- _GOAL OF THE EXERCISE_
Output the full listing verbatim.

═════ DATA UNDER STUDY ═════

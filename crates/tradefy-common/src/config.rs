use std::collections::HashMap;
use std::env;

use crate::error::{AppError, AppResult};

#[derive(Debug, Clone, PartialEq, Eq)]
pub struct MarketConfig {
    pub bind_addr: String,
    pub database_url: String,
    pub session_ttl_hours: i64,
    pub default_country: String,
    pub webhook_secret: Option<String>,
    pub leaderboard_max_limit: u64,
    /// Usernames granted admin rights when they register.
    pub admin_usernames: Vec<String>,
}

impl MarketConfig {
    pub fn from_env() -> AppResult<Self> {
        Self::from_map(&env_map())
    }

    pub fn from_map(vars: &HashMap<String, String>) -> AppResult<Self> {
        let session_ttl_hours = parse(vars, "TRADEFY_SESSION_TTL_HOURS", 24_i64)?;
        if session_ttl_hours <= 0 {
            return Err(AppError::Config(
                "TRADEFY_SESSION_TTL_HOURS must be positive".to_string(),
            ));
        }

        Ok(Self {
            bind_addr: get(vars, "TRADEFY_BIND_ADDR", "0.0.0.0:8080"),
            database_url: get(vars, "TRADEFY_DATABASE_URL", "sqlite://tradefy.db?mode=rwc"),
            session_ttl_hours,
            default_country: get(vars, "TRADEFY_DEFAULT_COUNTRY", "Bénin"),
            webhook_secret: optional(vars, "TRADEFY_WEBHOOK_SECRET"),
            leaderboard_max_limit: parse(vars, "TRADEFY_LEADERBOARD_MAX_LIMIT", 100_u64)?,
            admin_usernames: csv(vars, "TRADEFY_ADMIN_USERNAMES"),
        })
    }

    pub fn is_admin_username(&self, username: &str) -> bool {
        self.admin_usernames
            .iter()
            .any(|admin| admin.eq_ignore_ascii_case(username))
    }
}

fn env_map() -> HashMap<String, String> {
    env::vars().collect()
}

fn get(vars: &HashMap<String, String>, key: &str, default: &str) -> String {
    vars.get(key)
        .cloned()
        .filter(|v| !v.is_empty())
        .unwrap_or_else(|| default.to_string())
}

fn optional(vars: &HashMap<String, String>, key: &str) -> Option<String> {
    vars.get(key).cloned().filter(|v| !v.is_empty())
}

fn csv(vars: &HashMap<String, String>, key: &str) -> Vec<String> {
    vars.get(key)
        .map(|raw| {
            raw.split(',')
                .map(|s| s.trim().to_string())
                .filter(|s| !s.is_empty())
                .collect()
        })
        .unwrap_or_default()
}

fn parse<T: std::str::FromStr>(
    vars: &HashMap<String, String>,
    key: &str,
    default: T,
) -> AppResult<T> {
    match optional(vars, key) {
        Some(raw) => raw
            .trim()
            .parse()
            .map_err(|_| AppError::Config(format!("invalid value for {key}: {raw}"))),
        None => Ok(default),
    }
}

═════

- _ANSWER FOR THE TASK_
filename crates/tradefy-common/src/config.rs
use std::collections::HashMap;
use std::env;

use crate::error::{AppError, AppResult};

#[derive(Debug, Clone, PartialEq, Eq)]
pub struct MarketConfig {
    pub bind_addr: String,
    pub database_url: String,
    pub session_ttl_hours: i64,
    pub default_country: String,
    pub webhook_secret: Option<String>,
    pub leaderboard_max_limit: u64,
    /// Usernames granted admin rights when they register.
    pub admin_usernames: Vec<String>,
}

impl MarketConfig {
    pub fn from_env() -> AppResult<Self> {
        Self::from_map(&env_map())
    }

    pub fn from_map(vars: &HashMap<String, String>) -> AppResult<Self> {
        let session_ttl_hours = parse(vars, "TRADEFY_SESSION_TTL_HOURS", 24_i64)?;
        if session_ttl_hours <= 0 {
            return Err(AppError::Config(
                "TRADEFY_SESSION_TTL_HOURS must be positive".to_string(),
            ));
        }

        Ok(Self {
            bind_addr: get(vars, "TRADEFY_BIND_ADDR", "0.0.0.0:8080"),
            database_url: get(vars, "TRADEFY_DATABASE_URL", "sqlite://tradefy.db?mode=rwc"),
            session_ttl_hours,
            default_country: get(vars, "TRADEFY_DEFAULT_COUNTRY", "Bénin"),
            webhook_secret: optional(vars, "TRADEFY_WEBHOOK_SECRET"),
            leaderboard_max_limit: parse(vars, "TRADEFY_LEADERBOARD_MAX_LIMIT", 100_u64)?,
            admin_usernames: csv(vars, "TRADEFY_ADMIN_USERNAMES"),
        })
    }

    pub fn is_admin_username(&self, username: &str) -> bool {
        self.admin_usernames
            .iter()
            .any(|admin| admin.eq_ignore_ascii_case(username))
    }
}

fn env_map() -> HashMap<String, String> {
    env::vars().collect()
}

fn get(vars: &HashMap<String, String>, key: &str, default: &str) -> String {
    vars.get(key)
        .cloned()
        .filter(|v| !v.is_empty())
        .unwrap_or_else(|| default.to_string())
}

fn optional(vars: &HashMap<String, String>, key: &str) -> Option<String> {
    vars.get(key).cloned().filter(|v| !v.is_empty())
}

fn csv(vars: &HashMap<String, String>, key: &str) -> Vec<String> {
    vars.get(key)
        .map(|raw| {
            raw.split(',')
                .map(|s| s.trim().to_string())
                .filter(|s| !s.is_empty())
                .collect()
        })
        .unwrap_or_default()
}

fn parse<T: std::str::FromStr>(
    vars: &HashMap<String, String>,
    key: &str,
    default: T,
) -> AppResult<T> {
    match optional(vars, key) {
        Some(raw) => raw
            .trim()
            .parse()
            .map_err(|_| AppError::Config(format!("invalid value for {key}: {raw}"))),
        None => Ok(default),
    }
}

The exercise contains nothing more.